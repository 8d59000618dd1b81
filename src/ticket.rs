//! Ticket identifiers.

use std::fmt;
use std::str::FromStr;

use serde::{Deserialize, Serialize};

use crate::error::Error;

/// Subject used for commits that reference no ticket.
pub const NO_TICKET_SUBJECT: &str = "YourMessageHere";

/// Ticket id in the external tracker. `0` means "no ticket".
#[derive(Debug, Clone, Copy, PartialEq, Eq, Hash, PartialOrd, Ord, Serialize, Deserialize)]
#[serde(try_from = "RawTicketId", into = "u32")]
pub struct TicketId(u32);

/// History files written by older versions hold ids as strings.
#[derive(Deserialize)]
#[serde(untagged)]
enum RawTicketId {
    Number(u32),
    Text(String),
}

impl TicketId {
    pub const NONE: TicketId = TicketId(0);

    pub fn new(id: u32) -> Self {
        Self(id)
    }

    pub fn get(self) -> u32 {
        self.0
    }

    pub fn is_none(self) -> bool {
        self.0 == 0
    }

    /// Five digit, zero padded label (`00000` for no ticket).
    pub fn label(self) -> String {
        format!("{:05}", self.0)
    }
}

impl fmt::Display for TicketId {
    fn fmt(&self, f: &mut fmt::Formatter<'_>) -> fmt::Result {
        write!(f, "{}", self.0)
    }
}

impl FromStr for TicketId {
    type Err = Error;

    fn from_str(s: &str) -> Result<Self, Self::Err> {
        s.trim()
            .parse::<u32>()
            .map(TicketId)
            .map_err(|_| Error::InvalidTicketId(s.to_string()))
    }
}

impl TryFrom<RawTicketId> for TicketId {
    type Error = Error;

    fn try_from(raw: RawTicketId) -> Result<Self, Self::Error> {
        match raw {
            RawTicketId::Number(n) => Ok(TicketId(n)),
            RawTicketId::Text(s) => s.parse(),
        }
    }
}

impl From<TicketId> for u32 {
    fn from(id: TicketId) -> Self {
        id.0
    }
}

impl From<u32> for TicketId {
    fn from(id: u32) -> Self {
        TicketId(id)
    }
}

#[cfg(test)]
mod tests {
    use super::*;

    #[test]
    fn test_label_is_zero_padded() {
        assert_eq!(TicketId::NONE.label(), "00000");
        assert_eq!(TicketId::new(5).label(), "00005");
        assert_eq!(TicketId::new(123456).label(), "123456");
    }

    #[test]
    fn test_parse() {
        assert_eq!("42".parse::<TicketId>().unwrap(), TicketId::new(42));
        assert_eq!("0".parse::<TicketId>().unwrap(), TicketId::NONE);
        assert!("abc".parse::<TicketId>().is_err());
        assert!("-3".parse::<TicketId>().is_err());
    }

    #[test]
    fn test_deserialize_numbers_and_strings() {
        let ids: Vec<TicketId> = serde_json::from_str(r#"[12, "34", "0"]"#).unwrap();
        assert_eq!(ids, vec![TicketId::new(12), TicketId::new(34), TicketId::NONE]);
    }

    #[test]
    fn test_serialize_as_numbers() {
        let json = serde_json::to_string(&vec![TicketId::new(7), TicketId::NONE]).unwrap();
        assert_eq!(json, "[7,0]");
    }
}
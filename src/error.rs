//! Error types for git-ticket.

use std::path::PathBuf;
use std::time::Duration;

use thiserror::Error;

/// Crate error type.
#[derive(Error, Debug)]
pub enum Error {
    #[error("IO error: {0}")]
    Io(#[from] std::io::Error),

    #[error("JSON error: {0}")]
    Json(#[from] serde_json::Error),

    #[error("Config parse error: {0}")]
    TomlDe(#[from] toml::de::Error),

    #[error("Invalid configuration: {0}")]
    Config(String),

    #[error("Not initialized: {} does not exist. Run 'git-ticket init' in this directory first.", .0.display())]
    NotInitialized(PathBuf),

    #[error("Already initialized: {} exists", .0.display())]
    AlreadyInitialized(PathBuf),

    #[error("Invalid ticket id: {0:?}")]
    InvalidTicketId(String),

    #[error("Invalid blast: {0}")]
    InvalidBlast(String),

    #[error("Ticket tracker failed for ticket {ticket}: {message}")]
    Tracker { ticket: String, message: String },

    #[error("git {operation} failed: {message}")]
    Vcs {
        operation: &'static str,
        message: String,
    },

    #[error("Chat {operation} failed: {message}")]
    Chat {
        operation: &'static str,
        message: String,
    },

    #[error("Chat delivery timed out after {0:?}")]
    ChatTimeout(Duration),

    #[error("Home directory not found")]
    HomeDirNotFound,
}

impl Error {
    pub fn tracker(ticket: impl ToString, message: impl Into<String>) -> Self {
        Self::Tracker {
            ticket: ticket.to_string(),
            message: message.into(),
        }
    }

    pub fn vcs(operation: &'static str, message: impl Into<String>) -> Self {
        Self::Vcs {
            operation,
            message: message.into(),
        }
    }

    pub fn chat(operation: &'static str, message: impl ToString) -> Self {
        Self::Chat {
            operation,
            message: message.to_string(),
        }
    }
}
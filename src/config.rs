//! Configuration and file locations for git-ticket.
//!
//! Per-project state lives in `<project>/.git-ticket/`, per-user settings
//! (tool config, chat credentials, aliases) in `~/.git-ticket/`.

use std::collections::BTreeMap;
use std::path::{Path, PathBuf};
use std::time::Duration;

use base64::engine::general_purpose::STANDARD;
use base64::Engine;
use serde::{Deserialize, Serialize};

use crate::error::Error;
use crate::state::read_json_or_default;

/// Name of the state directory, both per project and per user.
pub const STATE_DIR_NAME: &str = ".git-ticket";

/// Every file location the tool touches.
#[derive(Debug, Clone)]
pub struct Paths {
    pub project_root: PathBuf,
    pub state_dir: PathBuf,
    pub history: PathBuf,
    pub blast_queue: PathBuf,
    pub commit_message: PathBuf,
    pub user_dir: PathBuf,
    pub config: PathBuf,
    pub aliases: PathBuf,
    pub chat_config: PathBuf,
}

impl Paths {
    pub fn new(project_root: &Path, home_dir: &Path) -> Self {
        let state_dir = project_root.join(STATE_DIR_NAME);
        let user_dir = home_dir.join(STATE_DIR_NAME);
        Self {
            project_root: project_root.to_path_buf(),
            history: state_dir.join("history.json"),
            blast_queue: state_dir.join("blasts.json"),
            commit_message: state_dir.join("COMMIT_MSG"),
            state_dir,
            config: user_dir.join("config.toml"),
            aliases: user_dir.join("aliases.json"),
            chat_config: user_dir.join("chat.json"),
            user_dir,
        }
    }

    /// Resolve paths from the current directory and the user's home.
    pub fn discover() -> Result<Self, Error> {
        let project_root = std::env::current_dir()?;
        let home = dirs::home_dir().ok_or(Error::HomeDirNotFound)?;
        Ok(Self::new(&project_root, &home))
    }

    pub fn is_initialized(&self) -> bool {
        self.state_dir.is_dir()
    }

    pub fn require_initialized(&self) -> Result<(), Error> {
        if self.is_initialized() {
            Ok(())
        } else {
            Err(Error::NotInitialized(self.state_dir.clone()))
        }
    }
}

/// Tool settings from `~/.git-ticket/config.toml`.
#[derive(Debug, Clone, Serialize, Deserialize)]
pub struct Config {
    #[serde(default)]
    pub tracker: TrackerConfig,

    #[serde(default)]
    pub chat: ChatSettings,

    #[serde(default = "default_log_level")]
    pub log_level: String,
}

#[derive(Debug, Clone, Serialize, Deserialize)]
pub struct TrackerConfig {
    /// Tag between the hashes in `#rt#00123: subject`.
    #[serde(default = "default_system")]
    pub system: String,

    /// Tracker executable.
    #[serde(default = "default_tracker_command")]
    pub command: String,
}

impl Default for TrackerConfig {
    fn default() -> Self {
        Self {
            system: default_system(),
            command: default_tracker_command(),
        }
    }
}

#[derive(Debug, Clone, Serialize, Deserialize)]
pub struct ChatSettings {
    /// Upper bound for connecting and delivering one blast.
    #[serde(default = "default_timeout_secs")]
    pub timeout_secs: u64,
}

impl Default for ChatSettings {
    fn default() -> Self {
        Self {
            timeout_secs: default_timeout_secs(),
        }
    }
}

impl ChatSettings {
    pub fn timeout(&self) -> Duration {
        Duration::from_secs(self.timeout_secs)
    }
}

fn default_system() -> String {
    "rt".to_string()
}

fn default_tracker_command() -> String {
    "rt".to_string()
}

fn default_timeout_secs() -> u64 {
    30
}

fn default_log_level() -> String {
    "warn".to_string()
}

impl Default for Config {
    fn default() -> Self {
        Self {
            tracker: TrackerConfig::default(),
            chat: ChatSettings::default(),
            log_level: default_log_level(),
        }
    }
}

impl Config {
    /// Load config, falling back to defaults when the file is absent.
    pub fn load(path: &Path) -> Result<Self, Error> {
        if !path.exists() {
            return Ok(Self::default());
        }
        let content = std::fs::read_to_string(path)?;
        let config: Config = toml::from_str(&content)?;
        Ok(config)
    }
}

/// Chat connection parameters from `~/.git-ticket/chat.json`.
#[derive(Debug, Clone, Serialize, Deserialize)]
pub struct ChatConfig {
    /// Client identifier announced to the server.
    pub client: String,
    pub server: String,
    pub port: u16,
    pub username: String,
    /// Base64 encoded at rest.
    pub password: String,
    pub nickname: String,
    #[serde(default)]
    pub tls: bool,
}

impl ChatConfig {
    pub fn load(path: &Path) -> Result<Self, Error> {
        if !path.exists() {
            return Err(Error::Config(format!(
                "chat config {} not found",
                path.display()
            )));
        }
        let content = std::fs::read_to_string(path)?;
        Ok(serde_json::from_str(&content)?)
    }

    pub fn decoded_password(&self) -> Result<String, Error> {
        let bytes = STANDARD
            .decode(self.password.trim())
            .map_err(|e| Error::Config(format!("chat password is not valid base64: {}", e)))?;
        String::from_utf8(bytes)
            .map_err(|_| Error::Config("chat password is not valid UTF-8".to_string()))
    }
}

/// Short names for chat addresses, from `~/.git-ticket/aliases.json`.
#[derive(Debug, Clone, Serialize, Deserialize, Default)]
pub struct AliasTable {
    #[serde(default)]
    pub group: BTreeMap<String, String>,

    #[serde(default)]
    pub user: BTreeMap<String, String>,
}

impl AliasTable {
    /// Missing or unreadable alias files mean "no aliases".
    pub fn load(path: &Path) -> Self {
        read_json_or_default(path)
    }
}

━━━━━━━━━━

Where the word "Duration" appears in a line of the entries, copy that line.

use std::time::Duration;
    ChatTimeout(Duration),
use std::time::Duration;
    pub fn timeout(&self) -> Duration {
        Duration::from_secs(self.timeout_secs)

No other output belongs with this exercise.